WHAT THIS TASK INVOLVES
Which lines in the listing below contain the word "Completed"? Copy each one.

EXERCISE INPUT
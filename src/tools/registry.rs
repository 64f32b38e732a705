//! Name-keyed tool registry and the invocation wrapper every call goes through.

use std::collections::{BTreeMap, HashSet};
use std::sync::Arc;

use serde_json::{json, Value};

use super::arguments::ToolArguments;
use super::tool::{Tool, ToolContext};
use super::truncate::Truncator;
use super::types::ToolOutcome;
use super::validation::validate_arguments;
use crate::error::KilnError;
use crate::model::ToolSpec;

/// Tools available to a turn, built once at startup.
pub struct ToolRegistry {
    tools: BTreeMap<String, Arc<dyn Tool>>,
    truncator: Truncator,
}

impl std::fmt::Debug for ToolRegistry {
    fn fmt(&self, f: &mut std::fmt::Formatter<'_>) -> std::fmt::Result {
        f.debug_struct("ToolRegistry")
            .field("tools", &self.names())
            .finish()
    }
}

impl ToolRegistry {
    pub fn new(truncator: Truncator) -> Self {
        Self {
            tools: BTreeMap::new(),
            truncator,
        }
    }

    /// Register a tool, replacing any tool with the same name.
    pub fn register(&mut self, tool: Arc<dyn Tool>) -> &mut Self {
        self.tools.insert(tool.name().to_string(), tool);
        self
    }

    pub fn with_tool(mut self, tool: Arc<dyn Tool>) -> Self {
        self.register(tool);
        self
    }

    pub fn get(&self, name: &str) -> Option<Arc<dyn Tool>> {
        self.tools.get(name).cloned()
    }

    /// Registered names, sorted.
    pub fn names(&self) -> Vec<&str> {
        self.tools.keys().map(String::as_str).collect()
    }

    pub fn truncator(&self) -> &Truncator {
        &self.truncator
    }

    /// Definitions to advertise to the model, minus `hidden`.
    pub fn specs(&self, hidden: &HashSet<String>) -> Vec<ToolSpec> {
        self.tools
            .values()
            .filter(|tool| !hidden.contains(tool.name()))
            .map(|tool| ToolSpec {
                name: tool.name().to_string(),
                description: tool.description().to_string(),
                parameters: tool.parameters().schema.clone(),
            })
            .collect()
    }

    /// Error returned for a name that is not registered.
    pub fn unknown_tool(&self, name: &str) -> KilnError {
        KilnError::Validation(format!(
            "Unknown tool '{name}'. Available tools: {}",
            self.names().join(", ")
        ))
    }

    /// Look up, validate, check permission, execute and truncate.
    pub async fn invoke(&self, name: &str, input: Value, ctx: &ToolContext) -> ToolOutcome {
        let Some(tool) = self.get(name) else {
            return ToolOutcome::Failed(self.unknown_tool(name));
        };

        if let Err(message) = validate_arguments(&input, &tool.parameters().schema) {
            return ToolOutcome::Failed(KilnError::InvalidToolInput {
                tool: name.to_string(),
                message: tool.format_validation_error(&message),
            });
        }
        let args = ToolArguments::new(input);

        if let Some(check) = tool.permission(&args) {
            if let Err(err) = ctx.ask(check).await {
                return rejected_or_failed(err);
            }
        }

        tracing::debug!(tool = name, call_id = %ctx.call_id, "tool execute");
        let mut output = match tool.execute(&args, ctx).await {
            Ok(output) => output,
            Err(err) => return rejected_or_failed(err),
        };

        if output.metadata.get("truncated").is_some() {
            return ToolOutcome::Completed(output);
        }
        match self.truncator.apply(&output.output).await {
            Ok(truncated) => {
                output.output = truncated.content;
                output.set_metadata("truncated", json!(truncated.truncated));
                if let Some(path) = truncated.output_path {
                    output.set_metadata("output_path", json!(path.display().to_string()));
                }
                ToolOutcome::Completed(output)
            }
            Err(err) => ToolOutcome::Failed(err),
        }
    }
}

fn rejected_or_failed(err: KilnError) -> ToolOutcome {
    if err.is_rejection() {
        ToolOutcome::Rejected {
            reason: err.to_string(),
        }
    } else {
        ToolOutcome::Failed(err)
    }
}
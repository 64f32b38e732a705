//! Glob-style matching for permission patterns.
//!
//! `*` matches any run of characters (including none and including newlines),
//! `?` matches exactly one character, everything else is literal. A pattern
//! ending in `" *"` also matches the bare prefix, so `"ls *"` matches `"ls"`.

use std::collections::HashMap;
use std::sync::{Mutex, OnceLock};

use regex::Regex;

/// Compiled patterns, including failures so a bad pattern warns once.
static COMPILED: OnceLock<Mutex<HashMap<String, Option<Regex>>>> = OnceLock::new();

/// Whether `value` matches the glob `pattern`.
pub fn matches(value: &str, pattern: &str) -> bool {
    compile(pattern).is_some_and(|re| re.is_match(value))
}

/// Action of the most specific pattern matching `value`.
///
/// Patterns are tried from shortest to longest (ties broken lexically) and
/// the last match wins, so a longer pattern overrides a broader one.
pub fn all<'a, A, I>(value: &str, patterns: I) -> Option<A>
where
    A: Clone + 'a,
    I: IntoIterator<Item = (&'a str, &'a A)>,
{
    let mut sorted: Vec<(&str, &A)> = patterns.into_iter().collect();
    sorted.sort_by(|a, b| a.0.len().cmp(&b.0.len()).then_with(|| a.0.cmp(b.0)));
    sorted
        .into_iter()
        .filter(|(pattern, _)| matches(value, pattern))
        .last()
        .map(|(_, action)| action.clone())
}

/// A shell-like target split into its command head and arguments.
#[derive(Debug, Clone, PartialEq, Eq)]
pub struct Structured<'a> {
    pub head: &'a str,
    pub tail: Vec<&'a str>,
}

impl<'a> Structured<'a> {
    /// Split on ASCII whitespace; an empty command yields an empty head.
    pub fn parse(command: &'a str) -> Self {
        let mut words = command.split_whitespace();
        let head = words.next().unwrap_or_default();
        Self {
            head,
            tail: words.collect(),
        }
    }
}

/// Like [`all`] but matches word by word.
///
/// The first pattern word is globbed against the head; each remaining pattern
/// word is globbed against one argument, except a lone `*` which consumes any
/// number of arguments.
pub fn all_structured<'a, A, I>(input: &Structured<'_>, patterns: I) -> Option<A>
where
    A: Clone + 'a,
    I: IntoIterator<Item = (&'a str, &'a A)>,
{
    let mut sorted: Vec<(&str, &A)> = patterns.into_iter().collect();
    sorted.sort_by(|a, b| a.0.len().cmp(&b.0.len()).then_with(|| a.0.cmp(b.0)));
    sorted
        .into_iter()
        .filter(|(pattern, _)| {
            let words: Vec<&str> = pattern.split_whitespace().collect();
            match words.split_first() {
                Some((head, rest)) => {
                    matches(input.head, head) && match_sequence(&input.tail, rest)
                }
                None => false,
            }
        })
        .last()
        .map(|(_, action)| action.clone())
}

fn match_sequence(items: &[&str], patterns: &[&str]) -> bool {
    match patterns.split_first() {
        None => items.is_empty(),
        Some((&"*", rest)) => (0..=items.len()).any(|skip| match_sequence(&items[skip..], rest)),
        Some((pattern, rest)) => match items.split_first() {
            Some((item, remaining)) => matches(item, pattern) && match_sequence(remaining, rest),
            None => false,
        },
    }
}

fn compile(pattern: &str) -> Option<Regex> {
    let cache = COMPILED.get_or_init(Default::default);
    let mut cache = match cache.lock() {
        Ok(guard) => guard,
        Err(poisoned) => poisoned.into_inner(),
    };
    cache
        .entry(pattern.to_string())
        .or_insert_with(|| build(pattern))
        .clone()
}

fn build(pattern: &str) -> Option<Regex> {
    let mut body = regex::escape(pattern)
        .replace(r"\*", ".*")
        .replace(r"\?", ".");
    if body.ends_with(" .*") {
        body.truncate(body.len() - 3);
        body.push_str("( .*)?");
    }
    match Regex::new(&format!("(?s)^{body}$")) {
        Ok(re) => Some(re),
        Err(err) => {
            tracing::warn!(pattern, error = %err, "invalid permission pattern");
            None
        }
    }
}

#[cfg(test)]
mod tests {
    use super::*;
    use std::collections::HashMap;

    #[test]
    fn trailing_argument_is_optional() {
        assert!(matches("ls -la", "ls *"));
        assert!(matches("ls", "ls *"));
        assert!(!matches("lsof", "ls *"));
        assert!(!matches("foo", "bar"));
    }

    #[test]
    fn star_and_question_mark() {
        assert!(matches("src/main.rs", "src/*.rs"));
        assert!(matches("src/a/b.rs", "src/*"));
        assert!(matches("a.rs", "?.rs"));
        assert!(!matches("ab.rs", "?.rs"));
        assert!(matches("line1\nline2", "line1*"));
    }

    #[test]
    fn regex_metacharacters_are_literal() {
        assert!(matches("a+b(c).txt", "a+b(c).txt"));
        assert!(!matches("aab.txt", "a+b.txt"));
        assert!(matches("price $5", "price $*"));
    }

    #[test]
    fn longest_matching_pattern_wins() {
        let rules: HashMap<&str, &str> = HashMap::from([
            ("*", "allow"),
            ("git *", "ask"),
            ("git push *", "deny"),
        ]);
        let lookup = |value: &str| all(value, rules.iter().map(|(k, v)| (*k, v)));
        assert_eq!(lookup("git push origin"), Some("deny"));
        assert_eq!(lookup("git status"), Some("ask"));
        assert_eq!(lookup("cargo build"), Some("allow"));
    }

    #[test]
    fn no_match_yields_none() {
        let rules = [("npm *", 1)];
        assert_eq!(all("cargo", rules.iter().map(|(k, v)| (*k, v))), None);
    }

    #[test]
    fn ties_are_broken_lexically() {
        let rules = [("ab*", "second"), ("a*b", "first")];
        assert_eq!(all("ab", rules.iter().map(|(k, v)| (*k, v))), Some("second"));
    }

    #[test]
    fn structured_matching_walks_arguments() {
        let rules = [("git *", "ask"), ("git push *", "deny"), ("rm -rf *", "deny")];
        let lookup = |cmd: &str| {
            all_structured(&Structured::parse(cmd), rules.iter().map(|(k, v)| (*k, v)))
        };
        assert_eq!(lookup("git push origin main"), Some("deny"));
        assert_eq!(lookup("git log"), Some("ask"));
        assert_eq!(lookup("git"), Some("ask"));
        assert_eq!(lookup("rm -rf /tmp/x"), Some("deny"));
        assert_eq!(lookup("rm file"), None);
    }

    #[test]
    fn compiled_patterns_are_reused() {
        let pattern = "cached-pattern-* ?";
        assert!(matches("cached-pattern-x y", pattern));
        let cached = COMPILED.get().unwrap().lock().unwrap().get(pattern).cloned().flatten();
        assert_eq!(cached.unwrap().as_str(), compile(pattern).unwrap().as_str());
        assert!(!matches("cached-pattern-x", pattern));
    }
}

RESULT
            return ToolOutcome::Completed(output);
                ToolOutcome::Completed(output)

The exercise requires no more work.